Posted on Tuesday, July 28th, 2009 by Russ Fischer
We’ve been wondering when the hell we’d actually get to see Bad Lieutenant, the non-remake of Abel Ferrara’s film directed by Werner Herzog and starring Nicolas Cage (click here to see the Bad Lieutenant trailer). Now the Toronto International Film Festival has announced that the film will screen as part of the ‘Special Presentations’ slate. No huge surprise, as Herzog is frequently represented at TIFF (he was last there with Encounters at the End of the World in ’07) but since Bad Lieutenant has seemed to languish without distributor interest this is a good sign. Other great filmmakers were also announced for the fest; get details of the Coen Brothers and Michael Moore appearances after the jump.
Here’s the short form release from TIFF:
The Toronto International Film Festival is pleased to announce the addition of two Gala Presentations and eight Special Presentations to the programming lineup for this year’s Festival, running September 10 to 19. Included are works from critically acclaimed filmmakers Joel and Ethan Coen, Werner Herzog, Rebecca Miller, Michael Moore and Oliver Parker, and featuring on-screen performances by Drew Barrymore (in her directorial debut), Jim Broadbent, Nicolas Cage, Michael Caine, Colin Farrell, Colin Firth, Rebecca Hall, Val Kilmer, Christopher Lee, Juliette Lewis, Blake Lively, Eva Mendes, Julianne Moore, Cillian Murphy, Ellen Page, Robin Wright Penn and Keanu Reeves.

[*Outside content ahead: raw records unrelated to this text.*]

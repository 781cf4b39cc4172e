//! Tool Version Manager - content-addressed history and safe rollback.
//!
//! Owns the decision logic over the version store: hash deduplication,
//! previous-version linking, cached diffs, fast-rollback heuristics, and
//! writing rolled-back source to the tool directory.

use chrono::Duration;
use sha2::{Digest, Sha256};
use std::sync::Arc;
use thiserror::Error;
use tracing::{info, warn};

use crate::domain::foundation::VersionId;
use crate::domain::versioning::{
    CreatedBy, ImprovementType, NewToolVersion, RollbackCheck, RollbackTrigger, ToolVersion,
    VersionDiff, VersionMetricsUpdate,
};
use crate::ports::{ExecutionStore, SourceError, StoreError, ToolSourceStore, VersionStore};

use super::registry::ToolRegistry;

/// Window scanned by the fast-rollback heuristic.
const ROLLBACK_WINDOW_MINUTES: i64 = 5;
/// Error substrings indicating a changed call signature.
const SIGNATURE_MARKERS: &[&str] = &["TypeError", "AttributeError"];

/// Version manager errors.
#[derive(Debug, Error)]
pub enum VersionManagerError {
    #[error(transparent)]
    Store(#[from] StoreError),

    #[error(transparent)]
    Source(#[from] SourceError),

    #[error("version {0} not found")]
    VersionNotFound(VersionId),
}

/// Both sides of a comparison plus the (cached) diff.
#[derive(Debug, Clone)]
pub struct VersionComparison {
    pub from_version: ToolVersion,
    pub to_version: ToolVersion,
    pub diff: VersionDiff,
    pub success_rate_change: f64,
    pub execution_count_change: i64,
}

pub struct VersionManager {
    version_store: Arc<dyn VersionStore>,
    execution_store: Arc<dyn ExecutionStore>,
    source_store: Option<Arc<dyn ToolSourceStore>>,
    registry: Option<Arc<ToolRegistry>>,
}

impl VersionManager {
    pub fn new(
        version_store: Arc<dyn VersionStore>,
        execution_store: Arc<dyn ExecutionStore>,
    ) -> Self {
        Self {
            version_store,
            execution_store,
            source_store: None,
            registry: None,
        }
    }

    /// Wires the tool directory and registry so rollbacks reach disk.
    pub fn with_deployment_targets(
        mut self,
        source_store: Arc<dyn ToolSourceStore>,
        registry: Arc<ToolRegistry>,
    ) -> Self {
        self.source_store = Some(source_store);
        self.registry = Some(registry);
        self
    }

    /// SHA-256 of a source text.
    pub fn content_hash(code: &str) -> String {
        let digest = Sha256::digest(code.as_bytes());
        digest.iter().map(|b| format!("{:02x}", b)).collect()
    }

    /// Records a new version. Identical content (per tool) never creates
    /// a new row: the existing version is re-pointed as current instead.
    pub async fn create_version(
        &self,
        tool_name: &str,
        code: &str,
        created_by: CreatedBy,
        improvement_type: ImprovementType,
        reason: Option<String>,
        previous_version_id: Option<VersionId>,
        set_as_current: bool,
    ) -> Result<VersionId, VersionManagerError> {
        let code_hash = Self::content_hash(code);

        if let Some(existing) = self.version_store.find_by_hash(tool_name, &code_hash).await? {
            info!(
                tool = tool_name,
                version = existing.version_number,
                "identical version already exists"
            );
            if set_as_current && !existing.is_current {
                self.version_store
                    .set_current(tool_name, existing.version_id)
                    .await?;
            }
            return Ok(existing.version_id);
        }

        let previous_version_id = match previous_version_id {
            Some(id) => Some(id),
            None => self
                .version_store
                .current_version(tool_name)
                .await?
                .map(|v| v.version_id),
        };

        let created = self
            .version_store
            .insert_version(
                NewToolVersion {
                    tool_name: tool_name.to_string(),
                    code: code.to_string(),
                    code_hash,
                    created_by,
                    improvement_type,
                    improvement_reason: reason,
                    previous_version_id,
                },
                set_as_current,
            )
            .await?;
        info!(
            tool = tool_name,
            version = created.version_number,
            id = %created.version_id,
            "created tool version"
        );

        // Pre-compute the diff against the predecessor; comparison later
        // becomes a cache hit.
        if let Some(previous_id) = previous_version_id {
            if let Err(e) = self.ensure_diff(&previous_id, &created.version_id).await {
                warn!(error = %e, "failed to pre-compute version diff");
            }
        }

        Ok(created.version_id)
    }

    /// Rolls a tool back to a specific version and redeploys its source.
    pub async fn rollback_to_version(
        &self,
        tool_name: &str,
        version_id: VersionId,
        reason: &str,
        deployed_by: CreatedBy,
    ) -> Result<(), VersionManagerError> {
        let target = self
            .version_store
            .rollback_transition(tool_name, version_id, reason, deployed_by)
            .await?;
        info!(
            tool = tool_name,
            version = target.version_number,
            reason,
            "rolled back tool version"
        );

        if let Some(source_store) = &self.source_store {
            source_store.write_source(tool_name, &target.code).await?;
            if let Some(registry) = &self.registry {
                if let Err(e) = registry.refresh().await {
                    warn!(error = %e, "registry refresh after rollback failed");
                }
            }
        }
        Ok(())
    }

    /// Scans the last five minutes of executions for patterns that mean
    /// the current deployment is broken. Conservative: fewer than three
    /// recent executions never trigger.
    pub async fn check_immediate_rollback_needed(
        &self,
        tool_name: &str,
    ) -> Result<RollbackCheck, VersionManagerError> {
        let recent = self
            .execution_store
            .get_recent_tool_executions(
                tool_name,
                Duration::minutes(ROLLBACK_WINDOW_MINUTES),
                10,
            )
            .await?;

        if recent.len() < 3 {
            return Ok(RollbackCheck::not_needed());
        }

        // Newest first: count failures until the first success.
        let mut consecutive_failures = 0usize;
        let mut failure_errors: Vec<&str> = Vec::new();
        for record in &recent {
            if record.success {
                break;
            }
            consecutive_failures += 1;
            if let Some(error) = &record.error {
                failure_errors.push(error);
            }
        }

        if consecutive_failures >= 3 {
            let signature_error = failure_errors
                .iter()
                .find(|e| SIGNATURE_MARKERS.iter().any(|m| e.contains(m)));
            if let Some(sample) = signature_error {
                return Ok(RollbackCheck::needed(
                    RollbackTrigger::SignatureChange,
                    "call signature changed, incompatible with existing callers",
                )
                .with_failures(consecutive_failures, Some(sample.to_string())));
            }
            return Ok(RollbackCheck::needed(
                RollbackTrigger::ConsecutiveFailures,
                format!(
                    "{} consecutive failures indicate a broken deployment",
                    consecutive_failures
                ),
            )
            .with_failures(
                consecutive_failures,
                failure_errors.first().map(|e| e.to_string()),
            ));
        }

        if recent.len() >= 5 && recent.iter().all(|r| !r.success) {
            return Ok(RollbackCheck::needed(
                RollbackTrigger::CompleteFailure,
                "100% failure rate in the last five minutes",
            )
            .with_failures(recent.len(), failure_errors.first().map(|e| e.to_string())));
        }

        Ok(RollbackCheck::not_needed())
    }

    /// Compares two versions of a tool. The diff is computed once and
    /// cached in the store.
    pub async fn compare_versions(
        &self,
        from: VersionId,
        to: VersionId,
    ) -> Result<VersionComparison, VersionManagerError> {
        let from_version = self
            .version_store
            .get_version(&from)
            .await?
            .ok_or(VersionManagerError::VersionNotFound(from))?;
        let to_version = self
            .version_store
            .get_version(&to)
            .await?
            .ok_or(VersionManagerError::VersionNotFound(to))?;

        let diff = self.ensure_diff(&from, &to).await?;

        Ok(VersionComparison {
            success_rate_change: to_version.success_rate.unwrap_or(0.0)
                - from_version.success_rate.unwrap_or(0.0),
            execution_count_change: to_version.total_executions - from_version.total_executions,
            from_version,
            to_version,
            diff,
        })
    }

    /// Recomputes the current version's counters from executions since
    /// its last deployment.
    pub async fn update_version_metrics(
        &self,
        tool_name: &str,
    ) -> Result<(), VersionManagerError> {
        let Some(current) = self.version_store.current_version(tool_name).await? else {
            return Ok(());
        };
        let Some(deployed_at) = current.last_deployed_at else {
            return Ok(());
        };

        let metrics = self
            .execution_store
            .get_tool_metrics_since(tool_name, deployed_at)
            .await?;
        if metrics.total == 0 {
            return Ok(());
        }

        self.version_store
            .update_version_metrics(
                &current.version_id,
                VersionMetricsUpdate {
                    success_rate: metrics.success_rate(),
                    total_executions: metrics.total,
                    successful_executions: metrics.successes,
                    failed_executions: metrics.total - metrics.successes,
                    avg_duration_ms: metrics.avg_duration_ms,
                },
            )
            .await?;
        Ok(())
    }

    /// Version history, newest first.
    pub async fn version_history(
        &self,
        tool_name: &str,
        limit: usize,
    ) -> Result<Vec<ToolVersion>, VersionManagerError> {
        Ok(self.version_store.version_history(tool_name, limit).await?)
    }

    /// The current version of a tool.
    pub async fn current_version(
        &self,
        tool_name: &str,
    ) -> Result<Option<ToolVersion>, VersionManagerError> {
        Ok(self.version_store.current_version(tool_name).await?)
    }

    async fn ensure_diff(
        &self,
        from: &VersionId,
        to: &VersionId,
    ) -> Result<VersionDiff, VersionManagerError> {
        if let Some(cached) = self.version_store.find_diff(from, to).await? {
            return Ok(cached);
        }

        let from_version = self
            .version_store
            .get_version(from)
            .await?
            .ok_or(VersionManagerError::VersionNotFound(*from))?;
        let to_version = self
            .version_store
            .get_version(to)
            .await?
            .ok_or(VersionManagerError::VersionNotFound(*to))?;

        let diff = VersionDiff::compute(
            from_version.tool_name.clone(),
            *from,
            *to,
            &from_version.code,
            &to_version.code,
        );
        self.version_store.store_diff(&diff).await?;
        Ok(diff)
    }
}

So, the big additions are that we’ve got A Serious Man by the Coen Brothers, Capitalism: A Love Story by Michael Moore and, in the slightly surprising column, Drew Barrymore‘s directorial debut Whip It. (Which was promoted around Comic Con by squads of rollergirls in costume as the film’s main roller derby team.) While the Herzog, Coen and Moore films aren’t surprises, it’s nice to see them in the lineup.
And, as The Playlist noted while we were returning from San Diego, Wes Anderson’s The Fantastic Mr. Fox will not be at TIFF, or at Venice. It will premiere at the BFI London Film Festival. Since Venice has loved Anderson in the past and gave this one a pass, does that mean the film isn’t any good?